» About this task
Output the line containing "Payment scheme identifier", then every remaining line of the entries below, exactly as written and with no other text.

⁂

//! Facilitator response types.
//!
//! These types flow from facilitator to resource server during payment
//! verification and settlement, and from the `/supported` endpoint during
//! capability discovery.

use std::collections::HashMap;

use serde::{Deserialize, Serialize};
use serde_json::Value;

use crate::Network;

/// Verdict returned by a facilitator before the handler runs.
#[derive(Debug, Clone, PartialEq, Eq, Serialize, Deserialize)]
#[serde(rename_all = "camelCase")]
pub struct VerifyResponse {
    /// Whether the payment authorization is valid.
    pub is_valid: bool,

    /// Machine-readable reason for invalidity (when `is_valid` is false).
    #[serde(default, skip_serializing_if = "Option::is_none")]
    pub invalid_reason: Option<String>,

    /// Human-readable message for invalidity.
    #[serde(default, skip_serializing_if = "Option::is_none")]
    pub invalid_message: Option<String>,

    /// The payer's address, if identifiable.
    #[serde(default, skip_serializing_if = "Option::is_none")]
    pub payer: Option<String>,
}

impl VerifyResponse {
    /// Creates a valid verification response.
    #[must_use]
    pub fn valid(payer: impl Into<String>) -> Self {
        Self {
            is_valid: true,
            invalid_reason: None,
            invalid_message: None,
            payer: Some(payer.into()),
        }
    }

    /// Creates an invalid verification response.
    #[must_use]
    pub fn invalid(reason: impl Into<String>) -> Self {
        Self {
            is_valid: false,
            invalid_reason: Some(reason.into()),
            invalid_message: None,
            payer: None,
        }
    }

    /// Creates an invalid response with a human-readable message.
    #[must_use]
    pub fn invalid_with_message(reason: impl Into<String>, message: impl Into<String>) -> Self {
        Self {
            is_valid: false,
            invalid_reason: Some(reason.into()),
            invalid_message: Some(message.into()),
            payer: None,
        }
    }

    /// Sets the payer address, consuming and returning `self`.
    #[must_use]
    pub fn with_payer(mut self, payer: impl Into<String>) -> Self {
        self.payer = Some(payer.into());
        self
    }
}

/// Receipt returned by a facilitator after settlement.
#[derive(Debug, Clone, PartialEq, Eq, Serialize, Deserialize)]
#[serde(rename_all = "camelCase")]
pub struct SettleResponse {
    /// Whether settlement succeeded.
    pub success: bool,

    /// Machine-readable reason for failure (when `success` is false).
    #[serde(default, skip_serializing_if = "Option::is_none")]
    pub error_reason: Option<String>,

    /// Human-readable message for failure.
    #[serde(default, skip_serializing_if = "Option::is_none")]
    pub error_message: Option<String>,

    /// The payer's address, if known.
    #[serde(default, skip_serializing_if = "Option::is_none")]
    pub payer: Option<String>,

    /// On-chain transaction identifier, when settlement produced one.
    #[serde(default, skip_serializing_if = "Option::is_none")]
    pub transaction: Option<String>,

    /// Network where settlement occurred.
    #[serde(default, skip_serializing_if = "Option::is_none")]
    pub network: Option<Network>,
}

impl SettleResponse {
    /// Creates a successful settlement receipt.
    #[must_use]
    pub fn success(
        transaction: impl Into<String>,
        network: impl Into<String>,
        payer: impl Into<String>,
    ) -> Self {
        Self {
            success: true,
            error_reason: None,
            error_message: None,
            payer: Some(payer.into()),
            transaction: Some(transaction.into()),
            network: Some(network.into()),
        }
    }

    /// Creates a failed settlement receipt.
    #[must_use]
    pub fn error(reason: impl Into<String>, network: impl Into<String>) -> Self {
        Self {
            success: false,
            error_reason: Some(reason.into()),
            error_message: None,
            payer: None,
            transaction: None,
            network: Some(network.into()),
        }
    }

    /// Sets the human-readable message, consuming and returning `self`.
    #[must_use]
    pub fn with_message(mut self, message: impl Into<String>) -> Self {
        self.error_message = Some(message.into());
        self
    }
}

/// A single (version, scheme, network) combination a facilitator supports.
#[derive(Debug, Clone, PartialEq, Eq, Serialize, Deserialize)]
#[serde(rename_all = "camelCase")]
pub struct SupportedKind {
    /// Protocol version for this kind (1 or 2).
    pub x402_version: u32,

    /// Payment scheme identifier (e.g., `"exact"`).
    pub scheme: String,

    /// CAIP-2 network identifier, possibly a `ns:*` wildcard pattern.
    pub network: Network,

    /// Additional scheme-specific data (e.g., Solana fee payer).
    #[serde(default, skip_serializing_if = "Option::is_none")]
    pub extra: Option<Value>,
}

/// Response from a facilitator's `GET /supported` endpoint.
#[derive(Debug, Clone, Default, PartialEq, Eq, Serialize, Deserialize)]
#[serde(rename_all = "camelCase")]
pub struct SupportedResponse {
    /// List of supported payment kinds.
    pub kinds: Vec<SupportedKind>,

    /// Supported protocol extension keys (e.g., `["bazaar"]`).
    #[serde(default)]
    pub extensions: Vec<String>,

    /// Map of CAIP family pattern to signer addresses.
    ///
    /// Example: `{"eip155:*": ["0xFacilitatorAddress"]}`
    #[serde(default)]
    pub signers: HashMap<String, Vec<String>>,
}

⁂

» Written solution
    /// Payment scheme identifier (e.g., `"exact"`).
    pub scheme: String,

    /// CAIP-2 network identifier, possibly a `ns:*` wildcard pattern.
    pub network: Network,

    /// Additional scheme-specific data (e.g., Solana fee payer).
    #[serde(default, skip_serializing_if = "Option::is_none")]
    pub extra: Option<Value>,
}

/// Response from a facilitator's `GET /supported` endpoint.
#[derive(Debug, Clone, Default, PartialEq, Eq, Serialize, Deserialize)]
#[serde(rename_all = "camelCase")]
pub struct SupportedResponse {
    /// List of supported payment kinds.
    pub kinds: Vec<SupportedKind>,

    /// Supported protocol extension keys (e.g., `["bazaar"]`).
    #[serde(default)]
    pub extensions: Vec<String>,

    /// Map of CAIP family pattern to signer addresses.
    ///
    /// Example: `{"eip155:*": ["0xFacilitatorAddress"]}`
    #[serde(default)]
    pub signers: HashMap<String, Vec<String>>,
}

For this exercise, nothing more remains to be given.